If you imagine your divine calling requires having control over the activities and behavior of others, you are lying to yourself and listening to Satan.
I run Scientific Linux 6 on my computer, and I am an advocate for Open Source software in general. However, there is a moral horror which seems ineradicable among the fanboys of Open Source software: They are determined to reprogram users just as they do computers. This is the single greatest evil, and they are spitefully arrogant about this demand. If there is anything keeping the masses of computer users from adopting Open Source, this is it. If there is anything which makes Open Source commercially viable, it’s business people who understand and tame this awful beast. Scientific Linux is a clone of the very successful Red Hat Enterprise Linux. It is as close as anyone comes to making something competitive with the monopoly OS, but is more for business use, and not consumer home use. Ubuntu used to come close to the consumer market, but has been hijacked by wild-eyed fanboys and their touch-input obsession, so there is really no consumer Linux that gets any kind of press except Android. If you run a simple workstation, you’ll have to learn quite a bit to duplicate what you already have with Windows.
That Microsoft is now doing utterly foolish things is another story. The point is there are billions of desktop systems still in use, and almost nobody is reaching out the owners, especially from the Open Source community. Real people, the masses, don’t take well to reprogramming; you have to meet them where they are.
But it’s just as bad with religion.
I’ve worked the mainstream church angle professionally. I’ve analyzed it professionally, and it’s broken. Very badly broken. As I’ve often noted, it’s completely out of touch with its roots in the First Century churches. Their claims of fidelity are manifestly false, but like the Open Source fanboys, blind to anything which doesn’t make them happy and excited. Fanboys don’t actually use computers the way ordinary computer owners do, and have no valid concept for their use patterns. So it is with virtually everyone really involved in religion. The serious fanboys and fangirls of religion aren’t getting people connected with God. There are a thousand reasons why this is so, but the one thing I point out here is that old issue of remaking believers from the outside. Lots of good talk about giving the Holy Spirit control, but only when He operates in narrowly defined parameters.
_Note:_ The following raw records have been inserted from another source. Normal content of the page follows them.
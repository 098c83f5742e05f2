//! Error types for authentication and account operations.

use thiserror::Error;

/// Result type alias for authentication operations.
pub type Result<T> = std::result::Result<T, AuthError>;

/// Error taxonomy for the authentication core.
///
/// Variants are grouped by the stage that produces them. The HTTP shell maps
/// each one to a status code; see `sps-web`'s `AppError`.
#[derive(Debug, Error, Clone, PartialEq, Eq)]
pub enum AuthError {
    // ═══════════════════════════════════════════════════════════
    // Challenge-Response Errors
    // ═══════════════════════════════════════════════════════════

    /// Request input failed shape checks (empty principal, bad proof encoding).
    #[error("Malformed input: {0}")]
    MalformedInput(String),

    /// Principal is unknown at challenge time.
    #[error("User not found")]
    NotFound,

    /// Wrong proof, wrong password, or unknown principal at login time.
    ///
    /// The last two are merged on purpose so that login does not reveal
    /// which accounts exist.
    #[error("Invalid credentials")]
    InvalidCredentials,

    /// No outstanding challenge for the principal, or it expired.
    #[error("Challenge expired")]
    ExpiredChallenge,

    // ═══════════════════════════════════════════════════════════
    // Session Errors
    // ═══════════════════════════════════════════════════════════

    /// Session token failed verification.
    ///
    /// Bad signature, malformed structure and expiry all collapse into this
    /// single variant.
    #[error("Not authenticated")]
    InvalidToken,

    // ═══════════════════════════════════════════════════════════
    // Authorization Errors
    // ═══════════════════════════════════════════════════════════

    /// Caller lacks the role or ownership required for the operation.
    #[error("Insufficient permissions: {required}")]
    InsufficientPermissions {
        /// Required permission that was missing
        required: String,
    },

    // ═══════════════════════════════════════════════════════════
    // Account Errors
    // ═══════════════════════════════════════════════════════════

    /// Requested account does not exist.
    #[error("User not found")]
    ResourceNotFound,

    /// Another account already uses this email.
    #[error("Email already registered")]
    EmailTaken,

    /// Account field failed validation.
    #[error("Invalid data: {0}")]
    Validation(String),

    /// The account is protected from deletion.
    #[error("The administrator account cannot be deleted")]
    ProtectedAccount,

    // ═══════════════════════════════════════════════════════════
    // Rate Limiting
    // ═══════════════════════════════════════════════════════════

    /// Too many authentication attempts.
    #[error("Too many attempts, please retry after {retry_after:?}")]
    TooManyAttempts {
        /// Duration to wait before retrying
        retry_after: std::time::Duration,
    },

    // ═══════════════════════════════════════════════════════════
    // System Errors
    // ═══════════════════════════════════════════════════════════

    /// Backing store could not be read or written.
    #[error("Storage error: {0}")]
    Storage(String),

    /// Internal error (should not be exposed to users).
    #[error("Internal error: {0}")]
    Internal(String),
}

impl AuthError {
    /// Returns `true` if this error should be surfaced in security logs.
    ///
    /// # Examples
    ///
    /// ```
    /// # use sps_auth::AuthError;
    /// assert!(AuthError::InvalidCredentials.is_security_issue());
    /// assert!(!AuthError::EmailTaken.is_security_issue());
    /// ```
    #[must_use]
    pub const fn is_security_issue(&self) -> bool {
        matches!(
            self,
            Self::InvalidCredentials
                | Self::InvalidToken
                | Self::InsufficientPermissions { .. }
                | Self::TooManyAttempts { .. }
        )
    }

    /// Shorthand for [`AuthError::InsufficientPermissions`].
    #[must_use]
    pub fn forbidden(required: impl Into<String>) -> Self {
        Self::InsufficientPermissions {
            required: required.into(),
        }
    }
}

impl From<std::io::Error> for AuthError {
    fn from(err: std::io::Error) -> Self {
        Self::Storage(err.to_string())
    }
}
If you call my computer ministry number, I’ll do what I can to assess your needs within the limits of your wishes. I’ll try to help you grapple with what is actually possible and choose whatever options make you happy. I won’t tell you where to find your porn sites, but I’ll tell you how to avoid having your system hijacked when you visit the ones you find. What you end up doing with your system is your business. I don’t pretend to know what an average computer user does or ought to be doing; just tell me what you want to do and we’ll work on it. When enough people tell me what they want to do, I get a feel for general needs and can prepare those things in advance. At the same time, I am sure I don’t know it all, but I have a good idea how to research the things you ask when I don’t already know.
If you call me for religious guidance, you’ll get the same deal. I know what most people need, but I won’t pretend to tell you what you need. I’ll tell you what I know about and you can work out your own salvation. If you want to work with me on a regular basis, I’ll tell you what I can and cannot do. Overlap as much as makes you feel comfortable with God, and the rest is really between you and Him. This is how I stay out of court, out of jail for most of the things we read about crazy pastors in the news, and how I avoid a lot of other embarrassing heartaches. I don’t have satellites to launch so you don’t need to watch your purse. I’ll never be famous, thank God. I have no intention of remaking you to suit my tastes, or cloning myself in you. For all of this, I have a burning sense of divine approval.
What I will be is faithful to the calling, and realistic about what you and I can share.